Christina Romer on the deficit and the economy

Christina Romer, chair of the Council of Economic Advisers, is also a scholar of the depression, and has taken away many of the same lessons Paul Krugman has. It’s a comforting sign that she recognizes the importance of continued federal spending right now, as well as the importance of reducing the deficit in the long term. She discusses all of that in a guest article for The Economist.

Here’s Romer on the need for continued spending. In fact, she warns that we might even need to increase spending if the private market doesn’t pick up the slack:

The 1937 episode provides a cautionary tale. The urge to declare victory and get back to normal policy after an economic crisis is strong. That urge needs to be resisted until the economy is again approaching full employment. Financial crises, in particular, tend to leave scars that make financial institutions, households and firms behave differently. If the government withdraws support too early, a return to economic decline or even panic could follow. In this regard, not only should we not prematurely stop Recovery Act spending, we need to plan carefully for its expiration. According to the Congressional Budget Office, the Recovery Act will provide nearly $400 billion of stimulus in the 2010 fiscal year, but just over $130 billion in 2011. This implies a fiscal contraction of about 2% of GDP. If all goes well, private demand will have increased enough by then to fill the gap. If that is not the case, broad policy support may need to be sustained somewhat longer.

And then on our long-term fiscal health, she writes about the need to gently and gradually reduce the deficit:

Now is also the time to think about our long-run fiscal situation. Despite the large budget deficit President Obama inherited, dealing with the current crisis required increasing the deficit substantially. To switch to austerity in the immediate future would surely set back recovery and risk a 1937-like recession-within-a-recession. But many are legitimately concerned about the longer-term budget situation. That is why the president has laid out a plan to shrink the deficit he inherited by half and has repeatedly emphasised the need to reduce the long-term deficit and put the debt-to-GDP ratio on a declining trajectory.
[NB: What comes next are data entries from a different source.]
fn collect_realm_roots(realm: &Realm, roots: &mut RootSet) {
    roots.objects.push(realm.global);
    roots.envs.push(realm.global_lexical);
    roots.objects.extend([
        realm.object_prototype,
        realm.function_prototype,
        realm.array_prototype,
        realm.string_prototype,
        realm.number_prototype,
        realm.boolean_prototype,
        realm.symbol_prototype,
        realm.iterator_prototype,
        realm.array_iterator_prototype,
        realm.string_iterator_prototype,
        realm.promise_prototype,
        realm.object_constructor,
        realm.array_constructor,
        realm.promise_constructor,
        realm.eval_function,
    ]);
    roots.objects.extend(realm.error_prototypes);
}

fn collect_block_roots(block: &Rc<CodeBlock>, roots: &mut RootSet) {
    for v in &block.constants {
        roots.push_value(*v);
    }
    for inner in &block.inner {
        collect_block_roots(inner, roots);
    }
}

/// A realm: global object, intrinsics, and module registry, bound to a
/// shared instance.
pub struct Context {
    pub vm: Rc<RefCell<VmInstance>>,
    pub realm: Realm,
    pub modules: ModuleRegistry,
    /// Executed scripts, kept so their constant pools stay rooted.
    retained_scripts: Vec<Rc<CodeBlock>>,
}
In this regard, health-care reform presents a golden opportunity. The fundamental source of long-run deficits is rising health-care expenditures. By coupling the expansion of coverage with reforms that significantly slow the growth of health-care costs, we can dramatically improve the long-run fiscal situation without tightening prematurely.

The key here is thinking about the long term. We need to have a much longer outlook than American politics generally encourages. Yes, the Obama administration is running a large deficit — that will probably continue for another year or two. It’s not as if the administration is unaware of them and the danger they can pose. They are choosing heavy spending now for two reasons: to jumpstart the economy, and to institute reforms that will reduce the deficit for decades to come.

In the long run, the Obama administration’s policies are going to do a lot for our fiscal health. But they’ll need to have the political courage and the far-sightedness to stay the course, despite the public’s clamor to reduce the deficit prematurely. We will certainly need to solve the deficit problem — it’s just not time yet.